This would increase overhead and processing at the embedded web server so a more

powerful unit would be required.

Another consideration when introducing further work should be the problems incurred

by hackers such as a denial of service attacks. Response to and impact of viruses

similar to Code Red need to be considered. This problem is not really an issue with

embedded Internet at the moment as the main targets are more mainstream web

servers. By running well-known real time operating systems such as embedded linux

or μC/OS II the likelihood of an attack is increased. This problem is forever ongoing

with the development of new techniques and viruses so a method of updating the

security would need to be in place.

5.4 Remote Firmware Updates Related to the connectivity of the oi2 system to devices other than a pulse oximeter or

pulse oximeters of multiple brands is the need to update the firmware. Since the

firmware contributes the communications between the instrument and the web server

a different firmware would be available for each type of instrument and vendor.

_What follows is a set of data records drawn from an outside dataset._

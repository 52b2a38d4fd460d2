//! Event replay and run-state projection.

use std::collections::BTreeMap;
use std::fs::OpenOptions;
use std::io::{BufRead, BufReader, Write};
use std::path::Path;

use thiserror::Error;

use crate::catalog::{Mutant, MutantId};

use super::events::{MutationEvent, RunConfigSnapshot};
use super::scheduler::{MutationResult, Outcome};

/// Status derived from event stream for each mutant.
#[derive(Debug, Clone, Copy, PartialEq, Eq)]
pub enum MutationStatus {
    /// Discovered and not started.
    Pending,
    /// Started but no terminal outcome yet.
    Running,
    /// Terminal: killed.
    Killed,
    /// Terminal: survived.
    Survived,
    /// Terminal: errored.
    Errored,
}

impl MutationStatus {
    /// True if status is terminal.
    pub fn is_terminal(&self) -> bool {
        matches!(self, Self::Killed | Self::Survived | Self::Errored)
    }

    /// Stable lowercase name.
    pub fn as_str(&self) -> &'static str {
        match self {
            Self::Pending => "pending",
            Self::Running => "running",
            Self::Killed => "killed",
            Self::Survived => "survived",
            Self::Errored => "errored",
        }
    }
}

impl From<Outcome> for MutationStatus {
    fn from(outcome: Outcome) -> Self {
        match outcome {
            Outcome::Killed => Self::Killed,
            Outcome::Survived => Self::Survived,
            Outcome::Errored { .. } => Self::Errored,
        }
    }
}

/// Per-mutant state in replay snapshot.
#[derive(Debug, Clone, PartialEq, Eq)]
pub struct MutantState {
    /// The mutant.
    pub mutant: Mutant,
    /// Derived status.
    pub status: MutationStatus,
    /// Mutant execution start timestamp.
    pub started_at_ms: Option<i64>,
    /// Mutant execution finish timestamp.
    pub finished_at_ms: Option<i64>,
    /// Terminal result, once finished.
    pub result: Option<MutationResult>,
    /// Relative path to the suite output.
    pub log_artifact_path: Option<String>,
}

/// Run-level metadata from the `run_started` event.
#[derive(Debug, Clone, PartialEq, Eq, Default)]
pub struct RunInfo {
    /// Inputs of the run, when recorded.
    pub config: Option<RunConfigSnapshot>,
    /// Start timestamp.
    pub started_at_ms: Option<i64>,
}

/// Materialized run state derived from `events.jsonl`.
#[derive(Debug, Clone, PartialEq, Eq)]
pub struct RunSnapshot {
    /// Run id.
    pub run_id: String,
    /// Mutants by id.
    pub mutants: BTreeMap<MutantId, MutantState>,
    /// Number of malformed event lines ignored.
    pub malformed_lines: usize,
    /// Whether the latest session was interrupted.
    pub interrupted: bool,
    /// Whether a completion event has occurred.
    pub completed: bool,
    /// Run metadata.
    pub info: RunInfo,
}

impl RunSnapshot {
    /// Collect remaining mutants to execute/re-execute, in catalog order.
    pub fn pending_mutants(&self) -> Vec<Mutant> {
        self.mutants
            .values()
            .filter(|m| !m.status.is_terminal())
            .map(|m| m.mutant.clone())
            .collect()
    }

    /// Terminal results in catalog order.
    pub fn results(&self) -> Vec<MutationResult> {
        self.mutants
            .values()
            .filter_map(|m| m.result.clone())
            .collect()
    }

    /// Number of mutants with `status`.
    pub fn count(&self, status: MutationStatus) -> usize {
        self.mutants.values().filter(|m| m.status == status).count()
    }
}

/// State replay errors.
#[derive(Debug, Error)]
pub enum MutationStateError {
    /// IO failure.
    #[error("io error: {0}")]
    Io(#[from] std::io::Error),
}

/// Replay event log from `events.jsonl` into a snapshot.
pub fn replay_events(events_path: &Path) -> Result<RunSnapshot, MutationStateError> {
    let file = std::fs::File::open(events_path)?;
    let reader = BufReader::new(file);

    let mut run_id = String::new();
    let mut mutants: BTreeMap<MutantId, MutantState> = BTreeMap::new();
    let mut malformed_lines = 0;
    let mut interrupted = false;
    let mut completed = false;
    let mut info = RunInfo::default();

    for line in reader.lines() {
        let line = line?;
        if line.trim().is_empty() {
            continue;
        }

        let event = match serde_json::from_str::<MutationEvent>(&line) {
            Ok(event) => event,
            Err(_) => {
                malformed_lines += 1;
                continue;
            }
        };

        match event {
            MutationEvent::RunStarted {
                run_id: id,
                timestamp_ms,
                config,
                ..
            } => {
                if run_id.is_empty() {
                    run_id = id;
                }
                info.started_at_ms = Some(timestamp_ms);
                info.config = config;
            }
            MutationEvent::RunResumed { run_id: id, .. } => {
                if run_id.is_empty() {
                    run_id = id;
                }
                interrupted = false;
            }
            MutationEvent::MutantDiscovered { mutant, .. } => {
                mutants.insert(
                    mutant.id,
                    MutantState {
                        mutant,
                        status: MutationStatus::Pending,
                        started_at_ms: None,
                        finished_at_ms: None,
                        result: None,
                        log_artifact_path: None,
                    },
                );
            }
            MutationEvent::MutantStarted {
                mutant_id,
                timestamp_ms,
                ..
            } => {
                if let Some(state) = mutants.get_mut(&mutant_id) {
                    state.status = MutationStatus::Running;
                    state.started_at_ms = Some(timestamp_ms);
                }
            }
            MutationEvent::MutantFinished {
                result,
                log_artifact_path,
                timestamp_ms,
                ..
            } => {
                if let Some(state) = mutants.get_mut(&result.mutant_id) {
                    state.finished_at_ms = Some(timestamp_ms);
                    state.status = result.outcome.into();
                    state.log_artifact_path = log_artifact_path;
                    state.result = Some(result);
                }
            }
            MutationEvent::RunInterrupted { .. } => {
                interrupted = true;
            }
            MutationEvent::RunCompleted { .. } => {
                completed = true;
                interrupted = false;
            }
        }
    }

    Ok(RunSnapshot {
        run_id,
        mutants,
        malformed_lines,
        interrupted,
        completed,
        info,
    })
}

/// Append one event as JSONL line.
pub fn append_event(events_path: &Path, event: &MutationEvent) -> Result<(), MutationStateError> {
    let mut file = OpenOptions::new()
        .create(true)
        .append(true)
        .open(events_path)?;
    let json = serde_json::to_string(event).expect("mutation events should serialize");
    file.write_all(json.as_bytes())?;
    file.write_all(b"\n")?;
    file.flush()?;
    Ok(())
}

Utilization of the Internet as a method for easily updating the firmware is possible and

also quite appropriate. This feature would simplify the transition between models of

pulse oximeters and could be performed by some one at the hospital rather than a

technician. This would also reduce cost and down time providing for a much simpler

system. The transition would also be transparent from user as they would merely

follow a link on a web page either located on the embedded web server or a central

web server that are both accessible via the Internet.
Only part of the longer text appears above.